(Listed records begins)
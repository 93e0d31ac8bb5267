/// Persistence collaborator
///
/// The engine reads interaction history, video metadata and pre-aggregated
/// signals through this trait and writes back derived vectors. The schema
/// behind it is owned elsewhere; `PgStore` is the Postgres implementation.
use crate::{
    error::AppResult,
    models::{InteractionEvent, PersonaVector, RankingCandidate, UserPreferences, Video, VideoSignals},
};

#[cfg_attr(test, mockall::automock)]
#[async_trait::async_trait]
pub trait Store: Send + Sync {
    /// Most recent watch/like events for a user, at most `limit`
    ///
    /// Ordered liked-first, then by descending watch time, then newest first.
    async fn recent_interactions(
        &self,
        user_id: i64,
        limit: usize,
    ) -> AppResult<Vec<InteractionEvent>>;

    async fn video(&self, video_id: i64) -> AppResult<Option<Video>>;

    /// Videos for the given ids; unknown ids are skipped
    async fn videos_by_ids(&self, video_ids: &[i64]) -> AppResult<Vec<Video>>;

    /// Recommendation candidate pool, at most `limit` videos
    async fn candidate_videos(&self, limit: usize) -> AppResult<Vec<Video>>;

    /// Ids of videos the user has already watched
    async fn viewed_video_ids(&self, user_id: i64) -> AppResult<Vec<i64>>;

    async fn save_video_embedding(&self, video_id: i64, embedding: &[f32]) -> AppResult<()>;

    async fn persona_vector(&self, user_id: i64) -> AppResult<Option<PersonaVector>>;

    /// Inserts or overwrites the user's persona vector
    async fn upsert_persona_vector(&self, persona: &PersonaVector) -> AppResult<()>;

    async fn user_preferences(&self, user_id: i64) -> AppResult<Option<UserPreferences>>;

    async fn save_user_preferences(
        &self,
        user_id: i64,
        preferences: &UserPreferences,
    ) -> AppResult<()>;

    /// Sentiment and topic signals aggregated for one video
    async fn video_signals(&self, video_id: i64) -> AppResult<Option<VideoSignals>>;

    /// Pre-aggregated batch ranking inputs, at most `limit`
    async fn ranking_candidates(&self, limit: usize) -> AppResult<Vec<RankingCandidate>>;
}
use std::sync::Arc;

use anyhow::Context;
use tracing_subscriber::{layer::SubscriberExt, util::SubscriberInitExt};

use travel_recommender::{
    config::{CacheBackendKind, Config},
    db::{create_pool, create_redis_client, Cache, CacheBackend, MemoryBackend, PgStore, RedisBackend},
    routes::{create_router, AppState},
    services::{HttpEmbeddingGateway, RecommendationEngine},
};

#[tokio::main]
async fn main() -> anyhow::Result<()> {
    tracing_subscriber::registry()
        .with(
            tracing_subscriber::EnvFilter::try_from_default_env()
                .unwrap_or_else(|_| "travel_recommender=info,tower_http=info".into()),
        )
        .with(tracing_subscriber::fmt::layer())
        .init();

    let config = Config::from_env()?;

    let pool = create_pool(&config.database_url).await?;
    let store = Arc::new(PgStore::new(pool));

    let backend: Arc<dyn CacheBackend> = match config.cache_backend {
        CacheBackendKind::Redis => {
            Arc::new(RedisBackend::new(create_redis_client(&config.redis_url)?))
        }
        CacheBackendKind::Memory => Arc::new(MemoryBackend::new()),
    };
    let (cache, cache_writer) = Cache::with_timeout(backend, config.cache_timeout()).await;

    let gateway = Arc::new(HttpEmbeddingGateway::new(
        config.embedding_api_url.clone(),
        config.embedding_api_key.clone(),
    ));

    let engine = Arc::new(RecommendationEngine::new(
        store,
        gateway,
        cache,
        config.engine_settings()?,
    ));
    let app = create_router(AppState::new(engine));

    let addr = format!("{}:{}", config.host, config.port);
    let listener = tokio::net::TcpListener::bind(&addr)
        .await
        .with_context(|| format!("Failed to bind {}", addr))?;
    tracing::info!(
        addr = %addr,
        cache_backend = ?config.cache_backend,
        "Server listening"
    );

    axum::serve(listener, app)
        .with_graceful_shutdown(shutdown_signal())
        .await
        .context("Server error")?;

    cache_writer.shutdown().await;
    Ok(())
}

async fn shutdown_signal() {
    if let Err(e) = tokio::signal::ctrl_c().await {
        tracing::error!(error = %e, "Failed to listen for shutdown signal");
    }
    tracing::info!("Shutdown signal received");
}
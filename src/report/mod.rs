//! Reporting
//!
//! Terminal, one-shot rendering of the training outcome: SVG line charts for
//! the loss and accuracy series, and an annotated grid of predicted-label
//! images. Output files are overwritten unconditionally.

pub mod charts;
pub mod grid;

pub use charts::{render_accuracy_chart, render_loss_chart};
pub use grid::render_prediction_grid;
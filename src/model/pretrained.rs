//! Pretrained Backbone Weights
//!
//! Fetches the published ImageNet record for the feature extractor from a
//! fixed remote location at startup and loads it into the backbone. The host
//! being unreachable is a fatal startup error; there is no retry policy.

use std::fs;
use std::path::{Path, PathBuf};

use anyhow::{Context, Result};
use burn::module::Module;
use burn::record::CompactRecorder;
use burn::tensor::backend::Backend;
use tracing::info;

use crate::model::resnet::ResNet50;
use crate::WEIGHTS_DIR;

/// Remote record holding the ImageNet-trained feature-extractor weights
pub const WEIGHTS_URL: &str =
    "https://huggingface.co/wsnaet/resnet50-burn/resolve/main/resnet50-imagenet.mpk";

/// File name of the cached record
const WEIGHTS_FILE: &str = "resnet50-imagenet.mpk";

/// Download the pretrained record into the cache directory unless it is
/// already present; returns the cached file path
fn fetch_weights(cache_dir: &Path) -> Result<PathBuf> {
    let target = cache_dir.join(WEIGHTS_FILE);
    if target.exists() {
        info!("Using cached pretrained weights at {:?}", target);
        return Ok(target);
    }

    fs::create_dir_all(cache_dir)
        .with_context(|| format!("failed to create weights cache dir {:?}", cache_dir))?;

    info!("Downloading pretrained weights from {}", WEIGHTS_URL);
    let response = reqwest::blocking::get(WEIGHTS_URL)
        .with_context(|| format!("failed to reach pretrained weight host: {WEIGHTS_URL}"))?
        .error_for_status()
        .context("pretrained weight host returned an error status")?;

    let bytes = response
        .bytes()
        .context("failed to read pretrained weight response")?;
    fs::write(&target, &bytes)
        .with_context(|| format!("failed to write pretrained weights to {:?}", target))?;

    info!("Cached pretrained weights at {:?}", target);
    Ok(target)
}

/// Build the backbone, load the pretrained record into it, and freeze it so
/// its parameters are excluded from gradient updates
pub fn load_frozen_backbone<B: Backend>(device: &B::Device) -> Result<ResNet50<B>> {
    let weights = fetch_weights(Path::new(WEIGHTS_DIR))?;

    // The recorder appends its own extension to the path it is given.
    let record_path = weights.with_extension("");
    let backbone = ResNet50::<B>::new(device)
        .load_file(record_path, &CompactRecorder::new(), device)
        .map_err(|e| anyhow::anyhow!("failed to load pretrained record: {e:?}"))?;

    Ok(backbone.no_grad())
}
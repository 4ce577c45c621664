//! Train/validation split
//!
//! Partitions the sample list into training and validation subsets with a
//! seeded shuffle, so repeated runs over the same directory produce identical
//! subset membership.

use rand::prelude::*;
use rand_chacha::ChaCha8Rng;
use serde::{Deserialize, Serialize};

use crate::dataset::loader::ImageSample;
use crate::utils::error::{ClassifierError, Result};
use crate::{SPLIT_SEED, VALIDATION_FRACTION};

/// Configuration for dataset splitting
#[derive(Debug, Clone, Serialize, Deserialize)]
pub struct SplitConfig {
    /// Fraction of samples held out for validation
    pub validation_fraction: f64,
    /// Random seed for reproducibility
    pub seed: u64,
}

impl Default for SplitConfig {
    fn default() -> Self {
        Self {
            validation_fraction: VALIDATION_FRACTION,
            seed: SPLIT_SEED,
        }
    }
}

impl SplitConfig {
    /// Create a split configuration, validating the fraction
    pub fn new(validation_fraction: f64, seed: u64) -> Result<Self> {
        if !(0.0..1.0).contains(&validation_fraction) {
            return Err(ClassifierError::Config(
                "Validation fraction must be in [0.0, 1.0)".to_string(),
            ));
        }

        Ok(Self {
            validation_fraction,
            seed,
        })
    }
}

/// Training and validation subsets of a labeled dataset
#[derive(Debug, Clone)]
pub struct DatasetSplits {
    /// Samples used for training
    pub training: Vec<ImageSample>,
    /// Samples held out for validation
    pub validation: Vec<ImageSample>,
    /// Shared class-name table (index == label)
    pub class_names: Vec<String>,
    /// Configuration used to create these splits
    pub config: SplitConfig,
}

impl DatasetSplits {
    /// Split a sample list into training and validation subsets
    ///
    /// Samples are shuffled once with a seeded RNG; the first
    /// `floor(n * validation_fraction)` shuffled samples become the
    /// validation subset and the remainder the training subset. Every sample
    /// lands in exactly one subset.
    pub fn from_samples(
        samples: Vec<ImageSample>,
        class_names: Vec<String>,
        config: SplitConfig,
    ) -> Result<Self> {
        if samples.is_empty() {
            return Err(ClassifierError::Dataset(
                "No samples provided for splitting".to_string(),
            ));
        }

        let mut rng = ChaCha8Rng::seed_from_u64(config.seed);
        let mut shuffled = samples;
        shuffled.shuffle(&mut rng);

        let n_validation = (shuffled.len() as f64 * config.validation_fraction).floor() as usize;
        let validation: Vec<ImageSample> = shuffled.drain(..n_validation).collect();

        Ok(Self {
            training: shuffled,
            validation,
            class_names,
            config,
        })
    }

    /// Total number of samples across both subsets
    pub fn total(&self) -> usize {
        self.training.len() + self.validation.len()
    }
}

#[cfg(test)]
mod tests {
    use super::*;
    use std::path::PathBuf;

    fn samples(n: usize) -> Vec<ImageSample> {
        (0..n)
            .map(|i| ImageSample {
                path: PathBuf::from(format!("img{i}.jpg")),
                label: i % 2,
                class_name: if i % 2 == 0 { "cat" } else { "dog" }.to_string(),
            })
            .collect()
    }

    fn names() -> Vec<String> {
        vec!["cat".to_string(), "dog".to_string()]
    }

    #[test]
    fn test_fraction_validation() {
        assert!(SplitConfig::new(1.0, 42).is_err());
        assert!(SplitConfig::new(-0.1, 42).is_err());
        assert!(SplitConfig::new(0.2, 42).is_ok());
    }

    #[test]
    fn test_split_sizes() {
        let config = SplitConfig::new(0.2, 123).unwrap();
        let splits = DatasetSplits::from_samples(samples(100), names(), config).unwrap();

        assert_eq!(splits.training.len(), 80);
        assert_eq!(splits.validation.len(), 20);
        assert_eq!(splits.total(), 100);
    }

    #[test]
    fn test_split_is_deterministic() {
        let config = SplitConfig::new(0.2, 123).unwrap();
        let a = DatasetSplits::from_samples(samples(50), names(), config.clone()).unwrap();
        let b = DatasetSplits::from_samples(samples(50), names(), config).unwrap();

        let paths = |set: &[ImageSample]| -> Vec<PathBuf> {
            set.iter().map(|s| s.path.clone()).collect()
        };

        assert_eq!(paths(&a.training), paths(&b.training));
        assert_eq!(paths(&a.validation), paths(&b.validation));
    }

    #[test]
    fn test_subsets_are_disjoint() {
        let config = SplitConfig::new(0.3, 7).unwrap();
        let splits = DatasetSplits::from_samples(samples(40), names(), config).unwrap();

        for sample in &splits.validation {
            assert!(!splits.training.iter().any(|s| s.path == sample.path));
        }
        assert_eq!(splits.total(), 40);
    }

    #[test]
    fn test_empty_input_errors() {
        let result = DatasetSplits::from_samples(Vec::new(), names(), SplitConfig::default());
        assert!(result.is_err());
    }
}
(Listed records ends)
Task to carry out>
Using the data above, reproduce exactly the lines from the line that contains "assert_eq!(splits.validation.len(), 20);" through the line that contains "let paths = |set: &[ImageSample]|", including both.

Final answer>
        assert_eq!(splits.validation.len(), 20);
        assert_eq!(splits.total(), 100);
    }

    #[test]
    fn test_split_is_deterministic() {
        let config = SplitConfig::new(0.2, 123).unwrap();
        let a = DatasetSplits::from_samples(samples(50), names(), config.clone()).unwrap();
        let b = DatasetSplits::from_samples(samples(50), names(), config).unwrap();

        let paths = |set: &[ImageSample]| -> Vec<PathBuf> {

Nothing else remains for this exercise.